L’affaire impliquant l’ancien ministre de la Jeunesse, Pape Malick Ndour, prend une tournure inattendue. À peine une semaine après sa remise en liberté, à la suite d’une garde à vue à la Section de Recherches de Colobane, l’ex-membre du gouvernement est de nouveau convoqué ce lundi à 10 heures. Une convocation qui relance le dossier et ravive les interrogations sur la nature exacte des faits qui lui sont reprochés.

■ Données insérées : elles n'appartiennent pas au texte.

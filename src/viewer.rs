use crate::media::MediaItem;
use crate::notify::{ModalBus, ModalEvent, ModalRef};

/// The live surface a [`ModalViewer`] drives. The DOM implementation lives in
/// the frontend; tests use an in-memory recorder.
pub trait ViewerHost {
    /// Handle to something that can receive focus again later.
    type Focus;

    fn modal(&self) -> Option<ModalRef>;
    fn active_element(&self) -> Option<Self::Focus>;
    /// Swaps the stage content and highlights the matching tab.
    fn render_item(&mut self, index: usize, item: &MediaItem);
    fn set_visible(&mut self, visible: bool);
    fn set_scroll_locked(&mut self, locked: bool);
    fn focus_modal(&mut self);
    fn install_focus_trap(&mut self);
    fn remove_focus_trap(&mut self);
    /// Returns `false` when the target can no longer take focus.
    fn restore_focus(&mut self, target: &Self::Focus) -> bool;
}

#[derive(Clone, Copy, Debug, PartialEq, Eq)]
pub enum ViewerKey {
    Escape,
    Next,
    Previous,
}

impl ViewerKey {
    pub fn from_key(key: &str) -> Option<Self> {
        match key {
            "Escape" => Some(Self::Escape),
            "ArrowDown" | "ArrowRight" => Some(Self::Next),
            "ArrowUp" | "ArrowLeft" => Some(Self::Previous),
            _ => None,
        }
    }
}

/// Position to move focus to when `Tab` is pressed inside a dialog, or `None`
/// to let the browser move focus itself.
pub fn focus_trap_target(count: usize, focused: Option<usize>, shift: bool) -> Option<usize> {
    if count == 0 {
        return None;
    }

    let last = count - 1;
    match (shift, focused) {
        (true, Some(0)) => Some(last),
        (false, Some(position)) if position == last => Some(0),
        _ => None,
    }
}

pub struct ModalViewer<H: ViewerHost> {
    items: Vec<MediaItem>,
    active_index: usize,
    is_open: bool,
    restore_target: Option<H::Focus>,
    host: H,
    bus: ModalBus,
}

impl<H: ViewerHost> ModalViewer<H> {
    /// The stage stays empty until the first `open`.
    pub fn new(items: Vec<MediaItem>, host: H, bus: ModalBus) -> Self {
        Self {
            items,
            active_index: 0,
            is_open: false,
            restore_target: None,
            host,
            bus,
        }
    }

    pub fn items(&self) -> &[MediaItem] {
        &self.items
    }

    pub fn active_index(&self) -> usize {
        self.active_index
    }

    pub fn is_open(&self) -> bool {
        self.is_open
    }

    pub fn host(&self) -> &H {
        &self.host
    }

    /// Gallery cards register themselves before opening so focus returns to
    /// the card rather than whatever held focus before the click.
    pub fn remember_trigger(&mut self, trigger: H::Focus) {
        self.restore_target = Some(trigger);
    }

    pub fn open(&mut self, index: usize) {
        if self.items.is_empty() {
            return;
        }
        let Some(modal) = self.host.modal() else {
            return;
        };

        if self.is_open {
            self.set_active_item(index);
            return;
        }

        self.active_index = self.clamp(index);
        if self.restore_target.is_none() {
            self.restore_target = self.host.active_element();
        }
        self.host
            .render_item(self.active_index, &self.items[self.active_index]);
        self.host.set_visible(true);
        self.host.set_scroll_locked(true);
        self.host.focus_modal();
        self.host.install_focus_trap();
        self.is_open = true;

        self.bus.emit(ModalEvent::Opened(modal));
    }

    pub fn set_active_item(&mut self, index: usize) {
        if self.items.is_empty() {
            return;
        }

        let index = self.clamp(index);
        if index == self.active_index {
            return;
        }

        self.active_index = index;
        self.host.render_item(index, &self.items[index]);
    }

    pub fn close(&mut self) {
        if !self.is_open {
            return;
        }

        self.host.set_visible(false);
        self.host.set_scroll_locked(false);
        self.host.remove_focus_trap();
        self.is_open = false;

        if let Some(modal) = self.host.modal() {
            self.bus.emit(ModalEvent::Closed(modal));
        }

        if let Some(target) = self.restore_target.take() {
            self.host.restore_focus(&target);
        }
    }

    pub fn next(&mut self) {
        let len = self.items.len();
        if len > 0 {
            self.set_active_item((self.active_index + 1) % len);
        }
    }

    pub fn previous(&mut self) {
        let len = self.items.len();
        if len > 0 {
            self.set_active_item((self.active_index + len - 1) % len);
        }
    }

    /// Returns `true` when the key was consumed and its default should be
    /// suppressed.
    pub fn handle_key(&mut self, key: ViewerKey) -> bool {
        if !self.is_open {
            return false;
        }

        match key {
            ViewerKey::Escape => self.close(),
            ViewerKey::Next => self.next(),
            ViewerKey::Previous => self.previous(),
        }
        true
    }

    fn clamp(&self, index: usize) -> usize {
        index.min(self.items.len().saturating_sub(1))
    }
}

#[cfg(test)]
mod tests {
    use super::*;
    use crate::media::MediaKind;
    use std::cell::RefCell;
    use std::rc::Rc;

    #[derive(Default)]
    struct RecordingHost {
        modal_present: bool,
        focused: Option<&'static str>,
        detached: Vec<&'static str>,
        rendered: Vec<usize>,
        visible: bool,
        scroll_locked: bool,
        trap_installed: usize,
        trap_removed: usize,
        restored: Vec<&'static str>,
    }

    impl ViewerHost for RecordingHost {
        type Focus = &'static str;

        fn modal(&self) -> Option<ModalRef> {
            self.modal_present
                .then(|| ModalRef::new("projectMediaModal"))
        }

        fn active_element(&self) -> Option<&'static str> {
            self.focused
        }

        fn render_item(&mut self, index: usize, _item: &MediaItem) {
            self.rendered.push(index);
        }

        fn set_visible(&mut self, visible: bool) {
            self.visible = visible;
        }

        fn set_scroll_locked(&mut self, locked: bool) {
            self.scroll_locked = locked;
        }

        fn focus_modal(&mut self) {
            self.focused = Some("modal");
        }

        fn install_focus_trap(&mut self) {
            self.trap_installed += 1;
        }

        fn remove_focus_trap(&mut self) {
            self.trap_removed += 1;
        }

        fn restore_focus(&mut self, target: &&'static str) -> bool {
            if self.detached.contains(target) {
                return false;
            }
            self.focused = Some(*target);
            self.restored.push(*target);
            true
        }
    }

    fn items(count: usize) -> Vec<MediaItem> {
        (0..count)
            .map(|index| MediaItem {
                kind: MediaKind::Image,
                src: Some(format!("shots/{index}.png")),
                poster: None,
                thumbnail: None,
                title: format!("Shot {index}"),
                description: String::new(),
            })
            .collect()
    }

    fn viewer(count: usize) -> (ModalViewer<RecordingHost>, Rc<RefCell<Vec<ModalEvent>>>) {
        let bus = ModalBus::new();
        let events = Rc::new(RefCell::new(Vec::new()));
        let sink = events.clone();
        bus.subscribe(move |event| sink.borrow_mut().push(event.clone()));

        let host = RecordingHost {
            modal_present: true,
            focused: Some("body-link"),
            ..RecordingHost::default()
        };
        (ModalViewer::new(items(count), host, bus), events)
    }

    #[test]
    fn open_sets_active_index_and_emits() {
        for index in 0..4 {
            let (mut viewer, events) = viewer(4);
            viewer.open(index);

            assert!(viewer.is_open());
            assert_eq!(viewer.active_index(), index);
            assert!(viewer.host().visible);
            assert!(viewer.host().scroll_locked);
            assert_eq!(viewer.host().trap_installed, 1);
            assert_eq!(
                events.borrow().as_slice(),
                &[ModalEvent::Opened(ModalRef::new("projectMediaModal"))]
            );
        }
    }

    #[test]
    fn construction_leaves_the_stage_empty() {
        let (viewer, _) = viewer(3);
        assert!(viewer.host().rendered.is_empty());
        assert_eq!(viewer.active_index(), 0);
    }

    #[test]
    fn open_renders_even_when_index_is_current() {
        let (mut viewer, _) = viewer(3);
        viewer.open(0);
        assert_eq!(viewer.host().rendered, vec![0]);

        viewer.close();
        viewer.open(0);
        assert_eq!(viewer.host().rendered, vec![0, 0]);

        viewer.close();
        viewer.open(2);
        viewer.close();
        viewer.open(2);
        assert_eq!(viewer.host().rendered, vec![0, 0, 2, 2]);
    }

    #[test]
    fn open_with_no_items_is_a_no_op() {
        let (mut viewer, events) = viewer(0);
        viewer.open(0);

        assert!(!viewer.is_open());
        assert_eq!(viewer.active_index(), 0);
        assert!(viewer.host().rendered.is_empty());
        assert!(events.borrow().is_empty());
    }

    #[test]
    fn open_without_modal_root_is_a_no_op() {
        let bus = ModalBus::new();
        let mut viewer = ModalViewer::new(items(2), RecordingHost::default(), bus);
        viewer.open(1);

        assert!(!viewer.is_open());
        assert_eq!(viewer.active_index(), 0);
    }

    #[test]
    fn close_restores_scroll_and_focus() {
        let (mut viewer, events) = viewer(3);
        viewer.open(2);
        viewer.close();

        assert!(!viewer.is_open());
        assert!(!viewer.host().visible);
        assert!(!viewer.host().scroll_locked);
        assert_eq!(viewer.host().trap_removed, 1);
        assert_eq!(viewer.host().focused, Some("body-link"));
        assert_eq!(
            events.borrow().last(),
            Some(&ModalEvent::Closed(ModalRef::new("projectMediaModal")))
        );
    }

    #[test]
    fn close_when_closed_does_nothing() {
        let (mut viewer, events) = viewer(3);
        viewer.close();

        assert_eq!(viewer.host().trap_removed, 0);
        assert!(events.borrow().is_empty());
    }

    #[test]
    fn remembered_trigger_takes_precedence() {
        let (mut viewer, _) = viewer(3);
        viewer.remember_trigger("card-1");
        viewer.open(1);
        viewer.close();

        assert_eq!(viewer.host().restored, vec!["card-1"]);

        viewer.open(0);
        viewer.close();
        assert_eq!(viewer.host().restored, vec!["card-1", "card-1"]);
    }

    #[test]
    fn detached_restore_target_is_skipped() {
        let (mut viewer, _) = viewer(2);
        viewer.remember_trigger("removed-card");
        viewer.host.detached.push("removed-card");
        viewer.open(0);
        viewer.close();

        assert!(viewer.host().restored.is_empty());
        assert_eq!(viewer.host().focused, Some("modal"));
    }

    #[test]
    fn set_active_item_skips_current_index() {
        let (mut viewer, _) = viewer(3);
        viewer.open(1);
        let renders = viewer.host().rendered.len();

        viewer.set_active_item(1);
        assert_eq!(viewer.host().rendered.len(), renders);

        viewer.set_active_item(2);
        assert_eq!(viewer.active_index(), 2);
        assert_eq!(viewer.host().rendered.last(), Some(&2));
        assert_eq!(viewer.host().trap_installed, 1);
    }

    #[test]
    fn arrows_wrap_circularly() {
        let (mut viewer, _) = viewer(3);
        viewer.open(2);

        assert!(viewer.handle_key(ViewerKey::Next));
        assert_eq!(viewer.active_index(), 0);

        assert!(viewer.handle_key(ViewerKey::Previous));
        assert_eq!(viewer.active_index(), 2);
    }

    #[test]
    fn keys_are_ignored_while_closed() {
        let (mut viewer, _) = viewer(3);
        assert!(!viewer.handle_key(ViewerKey::Next));
        assert_eq!(viewer.active_index(), 0);
    }

    #[test]
    fn escape_closes() {
        let (mut viewer, _) = viewer(2);
        viewer.open(0);
        assert!(viewer.handle_key(ViewerKey::Escape));
        assert!(!viewer.is_open());
    }

    #[test]
    fn out_of_range_index_is_clamped() {
        let (mut viewer, _) = viewer(3);
        viewer.open(9);
        assert_eq!(viewer.active_index(), 2);
    }

    #[test]
    fn key_names_map_to_commands() {
        assert_eq!(ViewerKey::from_key("ArrowRight"), Some(ViewerKey::Next));
        assert_eq!(ViewerKey::from_key("ArrowUp"), Some(ViewerKey::Previous));
        assert_eq!(ViewerKey::from_key("Tab"), None);
    }

    #[test]
    fn focus_trap_cycles_at_the_edges() {
        assert_eq!(focus_trap_target(3, Some(2), false), Some(0));
        assert_eq!(focus_trap_target(3, Some(0), true), Some(2));
        assert_eq!(focus_trap_target(3, Some(1), false), None);
        assert_eq!(focus_trap_target(3, None, true), None);
        assert_eq!(focus_trap_target(0, Some(0), false), None);
    }
}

Selon des sources proches du dossier, cette nouvelle audition s’inscrit dans le cadre d’un complément d’enquête décidé par les autorités judiciaires. Les investigations portent sur des propos attribués à Pape Malick Ndour, jugés sensibles et susceptibles d’avoir des implications sur la sûreté de l’État. Ces déclarations, dont le contenu précis n’a pas été officiellement rendu public, auraient suscité l’attention des services de sécurité et conduit à son interpellation initiale.

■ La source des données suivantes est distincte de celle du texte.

fn install_nav(breakpoint_px: u32) -> Vec<EventListener> {
    let mut listeners = Vec::new();
    let links = dom::query_all(".nav-link");
    let menu_state = Rc::new(RefCell::new(NavMenu::new(breakpoint_px)));

    let elements = match (
        dom::by_id::<HtmlElement>("navToggle"),
        dom::by_id::<HtmlElement>("navMenu"),
    ) {
        (Some(toggle), Some(menu)) => Some(Rc::new(NavElements { toggle, menu })),
        _ => None,
    };

    if let Some(elements) = &elements {
        let _ = elements
            .toggle
            .set_attribute("aria-controls", &elements.menu.id());
        elements.render(false);

        let state = menu_state.clone();
        let nav = elements.clone();
        listeners.push(EventListener::new(&elements.toggle, "click", move |_| {
            let expanded = state.borrow_mut().toggle(None);
            nav.render(expanded);
        }));

        if let Some(document) = dom::document() {
            let state = menu_state.clone();
            let nav = elements.clone();
            listeners.push(EventListener::new(&document, "keydown", move |event| {
                let Some(event) = event.dyn_ref::<KeyboardEvent>() else {
                    return;
                };
                if event.key() != "Escape" || !state.borrow_mut().on_escape() {
                    return;
                }
                nav.render(false);
                let _ = nav.toggle.focus();
            }));
        }

        if let Some(window) = window() {
            let state = menu_state.clone();
            let nav = elements.clone();
            listeners.push(EventListener::new(&window, "resize", move |_| {
                if state.borrow_mut().on_resize(dom::viewport_width()) {
                    nav.render(false);
                }
            }));
        }
    }

    for link in links {
        let state = menu_state.clone();
        let nav = elements.clone();
        let href = link.get_attribute("href").unwrap_or_default();
        listeners.push(EventListener::new_with_options(
            &link,
            "click",
            EventListenerOptions::enable_prevent_default(),
            move |event: &Event| {
                if let Some(nav) = &nav {
                    if state.borrow_mut().collapse() {
                        nav.render(false);
                    }
                }
                scroll_to_anchor(&href, event);
            },
        ));
    }

    listeners
}

fn scroll_to_anchor(href: &str, event: &Event) {
    let Some(target) = anchor_target(href).and_then(dom::by_id::<Element>) else {
        return;
    };
    event.prevent_default();

    let options = ScrollIntoViewOptions::new();
    options.set_behavior(ScrollBehavior::Smooth);
    options.set_block(ScrollLogicalPosition::Start);
    target.scroll_into_view_with_scroll_into_view_options(&options);
}

fn install_section_highlight() -> Option<Observer> {
    let sections: Vec<Element> = dom::query_all(".section")
        .into_iter()
        .filter(|section| !section.id().is_empty())
        .collect();
    let links = dom::query_all(".nav-link");
    if sections.is_empty() || links.is_empty() {
        return None;
    }

    let observer = Observer::new(SECTION_ROOT_MARGIN, SECTION_THRESHOLD, move |entry, _| {
        if !entry.is_intersecting() {
            return;
        }
        let hrefs: Vec<Option<String>> = links
            .iter()
            .map(|link| link.get_attribute("href"))
            .collect();
        let states = active_link_states(
            &entry.target().id(),
            hrefs.iter().map(|href| href.as_deref()),
        );
        for (link, state) in links.iter().zip(states) {
            if let Some(active) = state {
                dom::toggle_class(link, "active", active);
            }
        }
    })?;

    for section in &sections {
        observer.observe(section);
    }
    Some(observer)
}

/// Effects that only run while their media gate holds. Guards are installed
/// and dropped as the gates change.
struct GatedEffects {
    gates: MediaGates,
    config: Rc<UiConfig>,
    parallax: Option<ParallaxGuard>,
    cursor: Option<CursorGuard>,
    hero: Option<HeroGuard>,
}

Lors de sa première audition, l’ancien ministre avait catégoriquement nié les accusations portées contre lui. Il avait soutenu n’avoir tenu aucun discours de nature à inciter à la subversion, encore moins à la déstabilisation du pays. Ses proches et ses soutiens politiques avaient salué sa libération comme un signe d’apaisement et de respect du droit, estimant que le dossier ne reposait sur aucun fondement solide.
Cependant, la nouvelle convocation de ce lundi vient tempérer cet optimisme. Elle traduit la volonté manifeste des enquêteurs de creuser davantage certaines zones d’ombre relevées lors de la première audition. D’après les informations recueillies, plusieurs éléments restés flous doivent être clarifiés afin de permettre au parquet de mieux cerner la portée des propos attribués à Pape Malick Ndour et d’évaluer leur impact éventuel sur l’ordre public.

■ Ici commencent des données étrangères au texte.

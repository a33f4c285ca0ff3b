pub const THEME_KEY: &str = "hydra404-theme";

#[derive(Clone, Copy, Debug, PartialEq, Eq)]
pub enum Theme {
    Light,
    Dark,
}

impl Theme {
    pub fn as_str(self) -> &'static str {
        match self {
            Self::Light => "light",
            Self::Dark => "dark",
        }
    }

    pub fn parse(value: &str) -> Option<Self> {
        match value {
            "light" => Some(Self::Light),
            "dark" => Some(Self::Dark),
            _ => None,
        }
    }

    pub fn toggled(self) -> Self {
        match self {
            Self::Light => Self::Dark,
            Self::Dark => Self::Light,
        }
    }

    pub fn toggle_label(self) -> &'static str {
        match self {
            Self::Light => "Cambiar a tema oscuro",
            Self::Dark => "Cambiar a tema claro",
        }
    }

    pub fn is_light(self) -> bool {
        matches!(self, Self::Light)
    }

    fn from_system(prefers_light: bool) -> Self {
        if prefers_light {
            Self::Light
        } else {
            Self::Dark
        }
    }
}

/// The single persisted flag. Implementations swallow storage failures.
pub trait PreferenceStore {
    fn load(&self) -> Option<Theme>;
    fn save(&mut self, theme: Theme);
}

pub struct ThemeController<S> {
    store: S,
    current: Theme,
}

impl<S: PreferenceStore> ThemeController<S> {
    pub fn new(store: S, system_prefers_light: bool) -> Self {
        let current = store
            .load()
            .unwrap_or_else(|| Theme::from_system(system_prefers_light));
        Self { store, current }
    }

    pub fn current(&self) -> Theme {
        self.current
    }

    pub fn toggle(&mut self) -> Theme {
        self.current = self.current.toggled();
        self.store.save(self.current);
        self.current
    }

    /// An explicit choice always wins over the system scheme.
    pub fn on_system_change(&mut self, prefers_light: bool) -> Option<Theme> {
        if self.store.load().is_some() {
            return None;
        }

        self.current = Theme::from_system(prefers_light);
        Some(self.current)
    }
}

Ce rebondissement survient dans un contexte politique tendu, où plusieurs personnalités publiques et chroniqueurs font l’objet de procédures judiciaires pour des déclarations jugées sensibles. La répétition de ces convocations interroge sur la frontière entre liberté d’expression et atteinte à la sécurité nationale, un débat de plus en plus vif dans l’espace public sénégalais.